Cinemetics is an exciting demonstration of a cinematically-inspired, cybernetically-based, architectural drawing system, which embeds architecture in relationships within the world at large. It is the first guidebook for architectural drawing with the computer based on an understanding of how digital drawing fundamentally differs from drawing with mechanical pencils on drafting boards. This book opens up new ways of seeing architecture as framing flowing matter, enabling a philosophy of 'newness'. Operationally, computers, based on cybernetic circuits, are radically transforming not only architectural drawing procedures but also the human sensory-motor schema. Thinking in circuits is replacing perspectival picturing with its illusion of self-sufficiency, making past assumptions about buildings as self-contained objects obsolete. The authors - fifteen-year collaborators in teaching architectural students - link illustrations and text to research in media studies, biology, ecology and philosophy.
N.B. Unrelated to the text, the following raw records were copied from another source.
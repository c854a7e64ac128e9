//! Active resolution chain
//!
//! A borrowed linked list of the paths currently being resolved, innermost first. Each recursive
//! step builds a new link on its own stack frame; nothing is shared or mutated.

#[derive(Debug, Clone, Copy, Default)]
pub struct Chain<'a> {
    link: Option<(&'a str, &'a Chain<'a>)>,
}

impl<'a> Chain<'a> {
    pub fn empty() -> Self {
        Chain { link: None }
    }

    /// This chain extended with `key`
    pub fn with<'b>(&'b self, key: &'b str) -> Chain<'b>
    where
        'a: 'b,
    {
        Chain {
            link: Some((key, self)),
        }
    }

    pub fn contains(&self, key: &str) -> bool {
        let mut cursor = self;
        while let Some((head, rest)) = cursor.link {
            if head == key {
                return true;
            }
            cursor = rest;
        }
        false
    }
}
//! Stringification of token values
//!
//! Token documents are JSON, so a leaf value may be any JSON value. Emitters and the reference
//! resolver need text; this module defines the single conversion they share:
//!
//! - strings are used as-is
//! - numbers use their shortest form (`16`, `1.5`), integral floats drop the fraction
//! - booleans and null use their JSON spelling
//! - lists join their stringified elements with `,` (null elements become empty)
//! - objects are rendered as compact JSON

use serde_json::{Number, Value};
use std::borrow::Cow;

/// Text form of a token value
pub fn display_text(value: &Value) -> Cow<'_, str> {
    match value {
        Value::String(text) => Cow::Borrowed(text.as_str()),
        Value::Number(number) => Cow::Owned(number_text(number)),
        Value::Bool(flag) => Cow::Owned(flag.to_string()),
        Value::Null => Cow::Borrowed("null"),
        Value::Array(items) => Cow::Owned(
            items
                .iter()
                .map(|item| match item {
                    Value::Null => Cow::Borrowed(""),
                    other => display_text(other),
                })
                .collect::<Vec<_>>()
                .join(","),
        ),
        Value::Object(_) => Cow::Owned(value.to_string()),
    }
}

fn number_text(number: &Number) -> String {
    match number.as_f64() {
        Some(float) if number.is_f64() && float.fract() == 0.0 && float.abs() < 1e21 => {
            format!("{}", float as i64)
        }
        _ => number.to_string(),
    }
}

/// Whether a value is a string that still contains the reference-open delimiter
pub fn has_reference_delimiter(value: &Value) -> bool {
    matches!(value, Value::String(text) if text.contains('{'))
}
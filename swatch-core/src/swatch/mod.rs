//! Main module for swatch library functionality

pub mod coercion;
pub mod color;
pub mod diagnostics;
pub mod flattening;
pub mod loader;
pub mod normalization;
pub mod resolution;
pub mod token;
pub mod transforms;

pub use diagnostics::{Diagnostic, DiagnosticKind, DiagnosticSeverity};
pub use resolution::{resolve, Resolution};
pub use token::{TokenRecord, TokenSet, TokenType};
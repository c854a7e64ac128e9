//! Transform pipeline infrastructure
//!
//! Every step of token compilation is a stage with a typed input and output. Stages compose into
//! a [`Transform`] whose intermediate types are checked by the compiler:
//!
//! ```rust,ignore
//! let pipeline = Transform::new(Parsing)    // Vec<Source> → Documents
//!     .then(Normalization)                  // Documents → Vec<TokenNode>
//!     .then(Flattening)                     // Vec<TokenNode> → TokenSet
//!     .then(Resolving);                     // TokenSet → Resolution
//! ```
//!
//! ## The `Runnable` Trait
//!
//! Implemented by the individual stages in [`stages`]. Only [`Parsing`](stages::Parsing) can
//! fail; the later stages report problems as diagnostics on their output.
//!
//! ## Standard Transforms
//!
//! Common pipelines are pre-built as statics in [`standard`] and are what the
//! [`DocumentLoader`](crate::swatch::loader::DocumentLoader) runs.

pub mod stages;
pub mod standard;

use thiserror::Error;

/// Error that can occur during transformation
#[derive(Debug, Clone, PartialEq, Eq, Error)]
pub enum TransformError {
    /// A source is not JSON, or its root is not an object
    #[error("Malformed token document {label}: {message}")]
    MalformedDocument { label: String, message: String },
}

/// Trait for anything that can transform an input to an output
pub trait Runnable<I, O> {
    /// Execute this transformation on the input
    fn run(&self, input: I) -> Result<O, TransformError>;
}

/// A composable transformation pipeline from `I` to `O`
pub struct Transform<I, O> {
    run_fn: Box<dyn Fn(I) -> Result<O, TransformError> + Send + Sync>,
}

impl<I, O> Transform<I, O> {
    /// Start a pipeline with its first stage
    pub fn new<S>(stage: S) -> Self
    where
        S: Runnable<I, O> + Send + Sync + 'static,
    {
        Transform {
            run_fn: Box::new(move |input| stage.run(input)),
        }
    }

    /// Chain a stage after this transform
    pub fn then<O2, S>(self, stage: S) -> Transform<I, O2>
    where
        S: Runnable<O, O2> + Send + Sync + 'static,
        I: 'static,
        O: 'static,
        O2: 'static,
    {
        let prev_run = self.run_fn;
        Transform {
            run_fn: Box::new(move |input| {
                let intermediate = prev_run(input)?;
                stage.run(intermediate)
            }),
        }
    }

    /// Execute this transform on the given input
    pub fn run(&self, input: I) -> Result<O, TransformError> {
        (self.run_fn)(input)
    }
}

#[cfg(test)]
mod tests {
    use super::stages::{Flattening, Normalization, Parsing};
    use super::*;
    use crate::swatch::loader::Source;
    use crate::swatch::token::TokenSet;

    /// Fails on any collection holding more than `limit` tokens
    struct AtMost {
        limit: usize,
    }

    impl Runnable<TokenSet, TokenSet> for AtMost {
        fn run(&self, input: TokenSet) -> Result<TokenSet, TransformError> {
            if input.len() > self.limit {
                return Err(TransformError::MalformedDocument {
                    label: "<limit>".to_string(),
                    message: format!("{} tokens", input.len()),
                });
            }
            Ok(input)
        }
    }

    fn source(text: &str) -> Vec<Source> {
        vec![Source {
            label: "tokens.json".to_string(),
            text: text.to_string(),
        }]
    }

    #[test]
    fn test_type_changing_stages() {
        let transform = Transform::new(Parsing)
            .then(Normalization)
            .then(Flattening);
        let tokens = transform
            .run(source(r#"{"space": {"sm": {"value": "4px"}}}"#))
            .unwrap();
        assert_eq!(tokens.keys().collect::<Vec<_>>(), vec!["space.sm"]);
    }

    #[test]
    fn test_error_in_first_stage_skips_later_stages() {
        let transform = Transform::new(Parsing)
            .then(Normalization)
            .then(Flattening)
            .then(AtMost { limit: 0 });
        let err = transform.run(source("{ nope")).unwrap_err();
        assert!(matches!(
            err,
            TransformError::MalformedDocument { ref label, .. } if label == "tokens.json"
        ));
    }

    #[test]
    fn test_error_in_later_stage() {
        let transform = Transform::new(Parsing)
            .then(Normalization)
            .then(Flattening)
            .then(AtMost { limit: 1 });
        let err = transform
            .run(source(r#"{"a": {"value": "1"}, "b": {"value": "2"}}"#))
            .unwrap_err();
        assert_eq!(err.to_string(), "Malformed token document <limit>: 2 tokens");
    }
}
Cinemetrics assumes that digital technologies are the everyday experience of today's media-saturated public. It takes you through a process of losing perspectival picture-making and generating space through cybernetic duration. Architectural drawing is reconceived as a multidimensional information system rather than static image-making. Aimed at students, teachers and professionals, this book provides a simple and accessible framework for learning how to position architecture within current life-supporting initiatives.
This is not a software book, but applied theory based in sensori-motor experience. Technical advice in architectural drawing, 3D modelling, animation and digital editing is offered. Pointers are provided for the accumulation of skills in architectural drawings. Presented are drawings that move literally and figuratively. Cinemetrics is a book that challenges readers intellectually and physically, as it requires you to turn the page and reorientate the reading of the book around the illustrations. Here drawings speak more eloquently than words about the projective experience of architecture.